INFORMATION SHOWN:
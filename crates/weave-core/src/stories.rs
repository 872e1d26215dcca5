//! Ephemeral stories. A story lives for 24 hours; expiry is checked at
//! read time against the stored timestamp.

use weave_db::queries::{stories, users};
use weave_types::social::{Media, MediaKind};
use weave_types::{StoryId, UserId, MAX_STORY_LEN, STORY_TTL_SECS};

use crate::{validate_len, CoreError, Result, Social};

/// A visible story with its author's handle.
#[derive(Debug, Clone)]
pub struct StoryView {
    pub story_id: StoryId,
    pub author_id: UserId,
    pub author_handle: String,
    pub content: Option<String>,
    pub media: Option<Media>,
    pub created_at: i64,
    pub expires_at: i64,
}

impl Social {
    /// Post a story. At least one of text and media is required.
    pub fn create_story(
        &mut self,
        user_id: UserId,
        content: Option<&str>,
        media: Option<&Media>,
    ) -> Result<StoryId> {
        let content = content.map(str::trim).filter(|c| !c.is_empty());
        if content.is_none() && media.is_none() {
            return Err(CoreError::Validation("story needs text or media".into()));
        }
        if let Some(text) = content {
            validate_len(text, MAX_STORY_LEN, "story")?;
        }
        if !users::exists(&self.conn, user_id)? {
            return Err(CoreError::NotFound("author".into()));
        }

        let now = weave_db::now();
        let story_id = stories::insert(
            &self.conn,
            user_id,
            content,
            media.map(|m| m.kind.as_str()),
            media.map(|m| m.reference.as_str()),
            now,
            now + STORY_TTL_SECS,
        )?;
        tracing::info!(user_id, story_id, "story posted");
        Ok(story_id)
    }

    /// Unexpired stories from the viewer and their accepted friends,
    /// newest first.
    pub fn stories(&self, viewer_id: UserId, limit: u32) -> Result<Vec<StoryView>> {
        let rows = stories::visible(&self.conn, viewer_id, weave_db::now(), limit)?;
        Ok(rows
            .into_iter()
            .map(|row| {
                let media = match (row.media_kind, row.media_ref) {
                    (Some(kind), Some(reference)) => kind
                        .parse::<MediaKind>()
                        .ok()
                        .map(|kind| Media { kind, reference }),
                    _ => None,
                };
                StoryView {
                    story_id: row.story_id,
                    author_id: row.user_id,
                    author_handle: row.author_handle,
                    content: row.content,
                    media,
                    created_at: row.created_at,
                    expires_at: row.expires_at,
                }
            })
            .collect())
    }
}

---

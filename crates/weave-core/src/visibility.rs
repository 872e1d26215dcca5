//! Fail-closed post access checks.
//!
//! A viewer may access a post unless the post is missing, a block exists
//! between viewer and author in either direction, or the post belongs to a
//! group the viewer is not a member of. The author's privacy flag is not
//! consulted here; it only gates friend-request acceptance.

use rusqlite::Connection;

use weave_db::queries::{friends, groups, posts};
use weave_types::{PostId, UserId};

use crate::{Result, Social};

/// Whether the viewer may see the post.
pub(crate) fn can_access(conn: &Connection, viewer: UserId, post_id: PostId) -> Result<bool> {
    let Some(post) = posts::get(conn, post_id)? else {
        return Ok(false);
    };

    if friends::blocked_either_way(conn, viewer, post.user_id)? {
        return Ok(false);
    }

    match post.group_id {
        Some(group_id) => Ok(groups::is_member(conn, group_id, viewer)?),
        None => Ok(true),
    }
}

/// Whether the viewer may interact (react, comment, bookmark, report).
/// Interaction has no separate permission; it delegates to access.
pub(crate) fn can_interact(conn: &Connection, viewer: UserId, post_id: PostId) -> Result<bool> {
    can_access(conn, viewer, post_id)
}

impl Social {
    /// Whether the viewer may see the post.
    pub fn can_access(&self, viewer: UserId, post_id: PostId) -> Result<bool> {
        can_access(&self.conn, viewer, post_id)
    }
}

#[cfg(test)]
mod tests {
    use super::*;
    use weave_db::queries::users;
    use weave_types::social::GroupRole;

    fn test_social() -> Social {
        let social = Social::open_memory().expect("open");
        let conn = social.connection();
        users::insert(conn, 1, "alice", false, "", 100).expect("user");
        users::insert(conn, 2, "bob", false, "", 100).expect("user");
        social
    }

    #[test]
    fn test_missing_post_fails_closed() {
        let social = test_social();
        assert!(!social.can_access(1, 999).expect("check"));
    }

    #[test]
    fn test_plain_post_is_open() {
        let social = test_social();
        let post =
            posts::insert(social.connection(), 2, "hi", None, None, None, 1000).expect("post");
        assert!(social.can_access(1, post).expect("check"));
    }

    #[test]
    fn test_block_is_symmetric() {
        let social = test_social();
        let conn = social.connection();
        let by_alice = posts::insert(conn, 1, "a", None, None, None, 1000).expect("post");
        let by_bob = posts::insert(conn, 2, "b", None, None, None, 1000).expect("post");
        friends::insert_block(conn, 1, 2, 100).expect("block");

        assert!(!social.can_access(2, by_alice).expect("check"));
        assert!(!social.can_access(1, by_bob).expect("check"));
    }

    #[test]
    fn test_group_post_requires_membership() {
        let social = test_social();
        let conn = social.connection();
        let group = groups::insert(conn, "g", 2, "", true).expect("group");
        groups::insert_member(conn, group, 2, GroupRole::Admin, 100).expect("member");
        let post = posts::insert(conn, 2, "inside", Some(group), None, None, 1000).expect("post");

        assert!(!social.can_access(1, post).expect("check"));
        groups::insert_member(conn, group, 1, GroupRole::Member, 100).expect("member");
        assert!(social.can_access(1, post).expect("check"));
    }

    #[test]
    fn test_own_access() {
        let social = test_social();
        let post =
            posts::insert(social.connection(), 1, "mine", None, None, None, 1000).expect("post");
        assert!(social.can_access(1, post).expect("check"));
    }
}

WORK ORDER: Taking the entries above, print exactly the lines starting at the line with "filename crates/weave-core/src/stories.rs" and ending at the line with "if content.is_none() &&", both included.

WRITTEN ANSWER:
filename crates/weave-core/src/stories.rs
repository 872e1d26215dcca5
//! Ephemeral stories. A story lives for 24 hours; expiry is checked at
//! read time against the stored timestamp.

use weave_db::queries::{stories, users};
use weave_types::social::{Media, MediaKind};
use weave_types::{StoryId, UserId, MAX_STORY_LEN, STORY_TTL_SECS};

use crate::{validate_len, CoreError, Result, Social};

/// A visible story with its author's handle.
#[derive(Debug, Clone)]
pub struct StoryView {
    pub story_id: StoryId,
    pub author_id: UserId,
    pub author_handle: String,
    pub content: Option<String>,
    pub media: Option<Media>,
    pub created_at: i64,
    pub expires_at: i64,
}

impl Social {
    /// Post a story. At least one of text and media is required.
    pub fn create_story(
        &mut self,
        user_id: UserId,
        content: Option<&str>,
        media: Option<&Media>,
    ) -> Result<StoryId> {
        let content = content.map(str::trim).filter(|c| !c.is_empty());
        if content.is_none() && media.is_none() {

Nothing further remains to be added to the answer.